New York-based BMS is paying near-term, contingent milestone rewards of up to $225 million and as much as $375 million more if development and regulatory goals are met with the protein/peptidyl arginine deiminase (PAD) enzyme inhibitor discovery program for rheumatoid arthritis (RA), which may also find utility against lupus and other autoimmune diseases. The deal is expected to close during the second quarter of this year.

With Orencia (abatacept) already approved in RA, BMS was especially interested in the idea that compounds developed with the PAD technology could function "very nicely in combination with existing immunomodulatory drugs because they work orthogonally," Gilman said. "They don't mess with the immune system directly. Instead, they get rid of the stuff the immune system is reacting to. There is a ton of unmet need, still, and scientifically RA is really where the strongest case can be made for the importance of these enzymes in disease," he said.

"Three-quarters of RA patients are making antibodies to citrillunated proteins, which are proteins that have been modified by PAD enzymes," and the presence of the antibodies is 98 percent specific for RA. If the antibodies turn up, "you either have RA or you're going to get it," he said. "It turns out this [finding] is right in the middle of all of these autoimmune diseases, which I don't think anyone initially appreciated."

The antibodies "develop very early – in fact, years before patients actually develop clinical symptoms," Gilman said. "If you had a drug that blocked these enzymes and prevented the production of these antigens, there's an expectation that you could intervene very early, even perhaps before people develop severe symptoms, and really make a huge difference in the evolution of the disease in ways that today's medicines don't. That's the value proposition."

It's been known for 70 years that RA patients make unusual antibodies that healthy people don't. First to appear on the radar screen was rheumatoid factor, "an antibody to antibodies," Gilman said. "That became a diagnostic test for RA. But it's really only 65 - 70 percent specific. People continued to look for antibodies that were better predictors of the presence of RA."

Eventually, anti-perinuclear factor was discovered, a much more telling marker. "Over the next 20 years, people figured out that the antibody was reacting to these citrullinated proteins," he said.

Gilman, an Atlas Venture partner, co-founded Padlock with scientists Paul Thompson, professor and the director of chemical biology at the University of Massachusetts Medical School in Worcester, and Kerri Mowen, a researcher at Scripps.

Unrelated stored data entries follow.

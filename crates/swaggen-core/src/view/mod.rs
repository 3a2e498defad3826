pub mod operations;
pub mod schemas;
pub mod types;

pub use operations::*;
pub use schemas::*;
pub use types::{EnumDefinition, ViewDefinition, ViewInclude, ViewModel};
//! REST helpers for the user-info endpoint.
//!
//! Browser (wasm32): requests go through `gloo-net` and the fetch API's
//! credentials mode. Native (SSR, tests): requests go through `reqwest` with
//! a cookie store standing in for the browser's cookie jar. The free
//! `fetch_info` shares one process-wide client so that jar persists between
//! calls.
//!
//! ERROR HANDLING
//! ==============
//! Every failure is logged at error level and then returned as
//! `RequestFailed`. There is no retry and no fallback value; callers decide
//! what the user sees.

#[cfg(test)]
#[path = "api_test.rs"]
mod api_test;

use std::sync::OnceLock;

use super::config::ApiConfig;
use super::types::{InfoResponse, RequestFailed};

/// HTTP client bound to one backend configuration.
#[derive(Debug, Clone)]
pub struct InfoClient {
    config: ApiConfig,
    #[cfg(not(target_arch = "wasm32"))]
    http: reqwest::Client,
}

impl InfoClient {
    /// Build a client for `config`.
    ///
    /// # Errors
    ///
    /// Returns `RequestFailed::Transport` if the native HTTP client cannot be
    /// constructed. Browser builds never fail here.
    pub fn new(config: ApiConfig) -> Result<Self, RequestFailed> {
        #[cfg(not(target_arch = "wasm32"))]
        {
            // No timeout: a request waits on the transport for as long as it takes.
            let http = reqwest::Client::builder()
                .cookie_store(config.include_credentials)
                .build()
                .map_err(|e| RequestFailed::Transport(e.to_string()))?;
            Ok(Self { config, http })
        }
        #[cfg(target_arch = "wasm32")]
        {
            Ok(Self { config })
        }
    }

    /// `GET /api/info` and return the JSON body as-is.
    ///
    /// # Errors
    ///
    /// Returns `RequestFailed` on a non-success status, a transport failure,
    /// or a body that is not JSON. The failure is logged before returning.
    pub async fn fetch_info(&self) -> Result<InfoResponse, RequestFailed> {
        let url = self.config.info_url();
        log::debug!("GET {url} (credentials: {})", self.config.include_credentials);
        self.get_json(&url)
            .await
            .inspect_err(|e| log::error!("Error fetching user info from {url}: {e}"))
    }

    #[cfg(not(target_arch = "wasm32"))]
    async fn get_json(&self, url: &str) -> Result<InfoResponse, RequestFailed> {
        let resp = self
            .http
            .get(url)
            .send()
            .await
            .map_err(|e| RequestFailed::Transport(e.to_string()))?;
        let status = resp.status();
        if !status.is_success() {
            return Err(RequestFailed::Status { status: status.as_u16() });
        }
        let body = resp
            .bytes()
            .await
            .map_err(|e| RequestFailed::Transport(e.to_string()))?;
        decode_body(&body)
    }

    #[cfg(target_arch = "wasm32")]
    async fn get_json(&self, url: &str) -> Result<InfoResponse, RequestFailed> {
        let credentials = if self.config.include_credentials {
            web_sys::RequestCredentials::Include
        } else {
            web_sys::RequestCredentials::Omit
        };
        let resp = gloo_net::http::Request::get(url)
            .credentials(credentials)
            .send()
            .await
            .map_err(|e| RequestFailed::Transport(e.to_string()))?;
        if !resp.ok() {
            return Err(RequestFailed::Status { status: resp.status() });
        }
        let body = resp
            .binary()
            .await
            .map_err(|e| RequestFailed::Transport(e.to_string()))?;
        decode_body(&body)
    }
}

static SHARED_CLIENT: OnceLock<Result<InfoClient, RequestFailed>> = OnceLock::new();

/// Process-wide client, built from `config` on first use. Later calls ignore
/// `config` and return the same client (or the same build failure).
fn shared_client(config: impl FnOnce() -> ApiConfig) -> Result<&'static InfoClient, RequestFailed> {
    SHARED_CLIENT
        .get_or_init(|| InfoClient::new(config()))
        .as_ref()
        .map_err(Clone::clone)
}

/// Fetch the current user's info through the shared client, configured from
/// the environment on first use.
///
/// # Errors
///
/// See [`InfoClient::fetch_info`].
pub async fn fetch_info() -> Result<InfoResponse, RequestFailed> {
    let client = shared_client(ApiConfig::from_env)
        .inspect_err(|e| log::error!("Error fetching user info: {e}"))?;
    client.fetch_info().await
}

fn decode_body(body: &[u8]) -> Result<InfoResponse, RequestFailed> {
    serde_json::from_slice::<serde_json::Value>(body)
        .map(InfoResponse::new)
        .map_err(|e| RequestFailed::Decode(e.to_string()))
}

Seed funding from Atlas let Padlock begin a collaboration with Evotec AG, of Hamburg, Germany, which provided a range of research activities and expertise, including in vitro biology, high-throughput screening, structural biology, medicinal and computational chemistry and drug metabolism/pharmacokinetics.

The company didn't start making noise until the J.P. Morgan Healthcare Conference in January 2015. "We met with 20 different pharma companies, including BMS," Gilman said. "We stayed in contact with them, throughout the whole period of time. It was another party coming to us with a deal proposal that got the whole thing heated up," and the firm found itself negotiating with a "bunch" of players, he said. "It's been a very intense few months for us." (See BioWorld Today, Jan. 16, 2015.)

As talks went on, "and particularly as we started to engage in partnering discussions with various pharma companies, we quickly discovered that the ones working in RA were very familiar with this [PAD] story," Gilman said. "In many cases, they had run small-molecule screens of their own and just didn't get anything progressable." The program has reached the advanced preclinical stage. It's for BMS to decide when clinical experiments will start, but "had we been doing this ourselves, our plan was to be in the clinic by the end of next year," he said. "They're going to drive up a truck and collect all their chemistry and make their own calls, but this is the path we were on."